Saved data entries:
== Segment start ==
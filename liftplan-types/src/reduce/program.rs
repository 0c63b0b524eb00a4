use crate::{ProgramAction, ProgramField, ProgramState, ReduceError, WorkoutState};

pub(super) fn reduce(action: &ProgramAction, state: &mut ProgramState) -> Result<(), ReduceError> {
    match action {
        ProgramAction::InitializeNew {
            program,
            workouts,
            active_workout,
        }
        | ProgramAction::InitializeEdit {
            program,
            workouts,
            active_workout,
        } => {
            state.program = program.clone();
            state.workout = WorkoutState {
                workouts: workouts.clone(),
                active_workout: active_workout.clone(),
            };
        }
        ProgramAction::UpdateField(field) => match field {
            ProgramField::Name(name) => state.program.name = name.clone(),
            ProgramField::ProgramDuration(d) => state.program.program_duration = *d,
            ProgramField::DurationUnit(u) => state.program.duration_unit = *u,
            ProgramField::DaysPerWeek(d) => state.program.days_per_week = *d,
            ProgramField::MainGoal(g) => state.program.main_goal = *g,
        },
        ProgramAction::UpdateFromServer {
            program,
            workouts,
            active_workout,
        } => {
            state.program = program.clone();
            state.workout = WorkoutState {
                workouts: workouts.clone(),
                active_workout: active_workout.clone(),
            };
            state.last_failure = None;
        }
        ProgramAction::RecordFailure(failure) => {
            state.last_failure = Some(failure.clone());
        }
        ProgramAction::Clear => {
            *state = ProgramState::default();
        }
    }
    Ok(())
}

#[cfg(test)]
mod tests {
    use crate::reduce::reduce;
    use crate::{
        Action, DurationUnit, Program, ProgramAction, ProgramField, ProgramState, RemoteFailure,
        RemoteOp, Workout,
    };

    fn initialized() -> ProgramState {
        let program = Program::default();
        let workout = Workout::empty(program.id.clone(), "Workout 1");
        reduce(
            &ProgramState::default(),
            &Action::Program(ProgramAction::InitializeNew {
                program,
                workouts: vec![workout],
                active_workout: None,
            }),
        )
        .unwrap()
    }

    #[test]
    fn initialize_replaces_program_and_workouts() {
        let state = initialized();
        assert_eq!(state.workout.workouts.len(), 1);
        assert_eq!(state.workout.active_workout, None);
    }

    #[test]
    fn update_field_merges_without_touching_workouts() {
        let state = initialized();
        let next = reduce(
            &state,
            &Action::Program(ProgramAction::UpdateField(ProgramField::DurationUnit(
                DurationUnit::Weeks,
            ))),
        )
        .unwrap();
        assert_eq!(next.program.duration_unit, DurationUnit::Weeks);
        assert_eq!(next.workout, state.workout);
        // prior state is an untouched snapshot
        assert_eq!(state.program.duration_unit, DurationUnit::Days);
    }

    #[test]
    fn clear_resets_to_default() {
        let state = initialized();
        let next = reduce(&state, &Action::Program(ProgramAction::Clear)).unwrap();
        assert!(next.workout.workouts.is_empty());
        assert_eq!(next.workout.active_workout, None);
        assert_eq!(next.last_failure, None);
    }

    #[test]
    fn server_update_clears_recorded_failure() {
        let state = initialized();
        let failed = reduce(
            &state,
            &Action::Program(ProgramAction::RecordFailure(RemoteFailure {
                op: RemoteOp::Update,
                message: "500 internal".into(),
            })),
        )
        .unwrap();
        assert!(failed.last_failure.is_some());

        let program = failed.program.clone();
        let workouts = failed.workout.workouts.clone();
        let active = Some(workouts[0].id.clone());
        let next = reduce(
            &failed,
            &Action::Program(ProgramAction::UpdateFromServer {
                program,
                workouts,
                active_workout: active.clone(),
            }),
        )
        .unwrap();
        assert_eq!(next.last_failure, None);
        assert_eq!(next.workout.active_workout, active);
    }

    #[test]
    fn record_failure_keeps_last_valid_state() {
        let state = initialized();
        let next = reduce(
            &state,
            &Action::Program(ProgramAction::RecordFailure(RemoteFailure {
                op: RemoteOp::Delete,
                message: "404".into(),
            })),
        )
        .unwrap();
        assert_eq!(next.workout, state.workout);
        assert_eq!(next.last_failure.as_ref().unwrap().op, RemoteOp::Delete);
    }
}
== Segment end ==
_Exercise description:_ Please list every line of the records that contains "DurationUnit".

_Solution to this task:_
            ProgramField::DurationUnit(u) => state.program.duration_unit = *u,
        Action, DurationUnit, Program, ProgramAction, ProgramField, ProgramState, RemoteFailure,
            &Action::Program(ProgramAction::UpdateField(ProgramField::DurationUnit(
                DurationUnit::Weeks,
        assert_eq!(next.program.duration_unit, DurationUnit::Weeks);
        assert_eq!(state.program.duration_unit, DurationUnit::Days);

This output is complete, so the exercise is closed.